Thankfully a full relaxed scan is not necessary in most cases. Oftentimes a nice little rigid scan will give you a decent result. Have a look at the scan keyword. The only downside to this approach is, that you need a z-matrix to make it work. And putting your brain to that task is also a bit tedious.



That's what I initially came across but with ~100 atoms, I just let Chemcraft generate the z matrix from my cartesian coordinates. The thing is, I'm not sure quite how to edit the z-matrix (relevant part below) with the scan commands.

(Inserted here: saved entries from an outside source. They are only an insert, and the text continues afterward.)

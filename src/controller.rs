// File: ./src/controller.rs
//! Pipeline entry point: lines in, calendar document out.
//!
//! `build_calendar` is the pure part (no IO) and is what the tests drive.
//! `run` adds the page source and the output target around it.
use crate::client::{PageClient, RetryPolicy, extract_lines};
use crate::config::Config;
use crate::context::AppContext;
use crate::error::{LineError, ScrapeError};
use crate::model::label::apply_prefix;
use crate::model::{LabelNormalizer, TermEvent, infer_holidays, parse_event_line, render_calendar};
use crate::storage::{CalendarStorage, OutputTarget};
use anyhow::{Context, Result};
use std::path::{Path, PathBuf};

#[derive(Debug, Clone, PartialEq, Eq)]
pub enum PageSource {
    Url(String),
    File(PathBuf),
}

/// Normalized events from all lines, plus the lines that were rejected.
#[derive(Debug, Clone, Default)]
pub struct Extraction {
    pub events: Vec<TermEvent>,
    pub rejected: Vec<LineError>,
}

pub fn extract_events<S: AsRef<str>>(lines: &[S], normalizer: &LabelNormalizer) -> Extraction {
    let mut extraction = Extraction::default();
    for line in lines {
        match parse_event_line(line.as_ref()) {
            Ok(raw_events) => extraction
                .events
                .extend(raw_events.into_iter().map(|raw| normalizer.normalize(raw))),
            Err(e) => {
                log::error!("{}", e);
                extraction.rejected.push(e);
            }
        }
    }
    extraction
}

#[derive(Debug, Clone)]
pub struct CalendarDocument {
    pub ics: String,
    /// Scraped events in output order (empty when disabled).
    pub scraped: Vec<TermEvent>,
    /// Inferred holidays in output order, already prefixed (empty when disabled).
    pub holidays: Vec<TermEvent>,
    pub rejected: Vec<LineError>,
}

impl CalendarDocument {
    pub fn event_count(&self) -> usize {
        self.scraped.len() + self.holidays.len()
    }
}

/// Runs the parsing pipeline over already-extracted lines.
///
/// Zero lines is the "no content" condition; lines that yield zero events
/// is the "no events" condition. Both come back as `ScrapeError`.
pub fn build_calendar<S: AsRef<str>>(lines: &[S], config: &Config) -> Result<CalendarDocument> {
    if lines.is_empty() {
        return Err(ScrapeError::NoContent("zero lines extracted".to_string()).into());
    }

    let normalizer = LabelNormalizer::new(&config.titlecase_words, &config.calendar_prefix)
        .context("Invalid titlecase_words")?;
    let Extraction {
        mut events,
        rejected,
    } = extract_events(lines, &normalizer);

    if events.is_empty() {
        return Err(ScrapeError::NoEvents { lines: lines.len() }.into());
    }
    events.sort_by_key(|e| e.start());

    let holidays: Vec<TermEvent> = if config.create_holiday_events {
        infer_holidays(&events)
            .iter()
            .map(|h| h.with_label(apply_prefix(normalizer.prefix(), h.label())))
            .collect()
    } else {
        Vec::new()
    };
    let scraped = if config.create_scraped_events {
        events
    } else {
        Vec::new()
    };

    log::info!(
        "Parsed {} event(s), inferred {} holiday(s), rejected {} line(s)",
        scraped.len(),
        holidays.len(),
        rejected.len()
    );

    let ics = render_calendar(&config.prodid, scraped.iter().chain(holidays.iter()));
    Ok(CalendarDocument {
        ics,
        scraped,
        holidays,
        rejected,
    })
}

pub async fn load_page(source: &PageSource, config: &Config) -> Result<String> {
    match source {
        PageSource::Url(url) => {
            let client = PageClient::new(RetryPolicy::from_config(config))
                .map_err(|e| anyhow::anyhow!("Failed to set up HTTP client: {}", e))?;
            Ok(client.fetch(url).await?)
        }
        PageSource::File(path) => tokio::fs::read_to_string(path)
            .await
            .with_context(|| format!("Failed to read page from {}", path.display())),
    }
}

#[derive(Debug, Clone, PartialEq, Eq)]
pub struct RunSummary {
    pub destination: String,
    pub events: usize,
    pub rejected_lines: usize,
}

/// Fetch (or read), extract, build, write.
pub async fn run(
    ctx: &dyn AppContext,
    config: &Config,
    source: &PageSource,
    target: &OutputTarget,
) -> Result<RunSummary> {
    let html = load_page(source, config).await?;
    let lines = extract_lines(&html, &config.content_selectors, &config.skip_words)?;
    let document = build_calendar(&lines, config)?;
    let (destination, events) = CalendarStorage::write(ctx, target, &document.ics)?;
    Ok(RunSummary {
        destination,
        events,
        rejected_lines: document.rejected.len(),
    })
}

/// Short message for the terminal; the details are in the log file.
pub fn user_message(err: &anyhow::Error, log_path: &Path) -> String {
    let log = log_path.display();
    match err.downcast_ref::<ScrapeError>() {
        Some(ScrapeError::Fetch { .. }) => {
            format!("Error: Failed to fetch term dates. Check {} for details.", log)
        }
        Some(ScrapeError::NoContent(_)) => format!(
            "Error: No term dates found on website. Check {} for details.",
            log
        ),
        Some(ScrapeError::NoEvents { .. }) => {
            format!("Error: No events parsed. Check {} for details.", log)
        }
        None if Config::is_invalid_config_error(err) => format!(
            "Error: Invalid configuration. Check {} for details.",
            log
        ),
        None => format!(
            "Error: An unexpected error occurred. Check {} for details.",
            log
        ),
    }
}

Specifically I want to keep all bond angles the same but move atoms 101-112 in 0.2 A steps in the z direction, and calculate the potential energy.


I guess my question is now if this is a plausible approach. I'll try to look up how to construct the proper z-matrix if that is indeed the best way to do things.


Thanks @Martin


enter image description here



Answer



Firstly, the Gaussian format, while annoyingly unlabeled, has a strict ordering which you can find here.


(Aside from your ordering problem, I highly recommend you check out the Link 0 commands in the Gaussian manual, particularly %OldChk=file which means that it copies the checkpoint file before using it.)


Secondly, I would use (and, actually, have used with an SWNT+arene system) an IRC scan for this: I know it's not quite what you asked about, but if you can start from a reasonably aligned geometry that you think is close to somewhere on the potential valley, it should automatically generate points backward and forward on that valley, without you having to manually specify any coordinates. Using IRC(Report=Read) will spit out the coordinates along with the energy, and from one or two of those sets of coordinates that look close to the minimum, you can perform an optimisation to get the actual minimum. Depending on what you're doing, you may also want to fix many of the nanotube carbons in place before doing this -- it'll dramatically speed up your gradient calculations if I recall correctly. (This is much easier to do if you skip the Z-matrices and just use Cartesian coordinates.)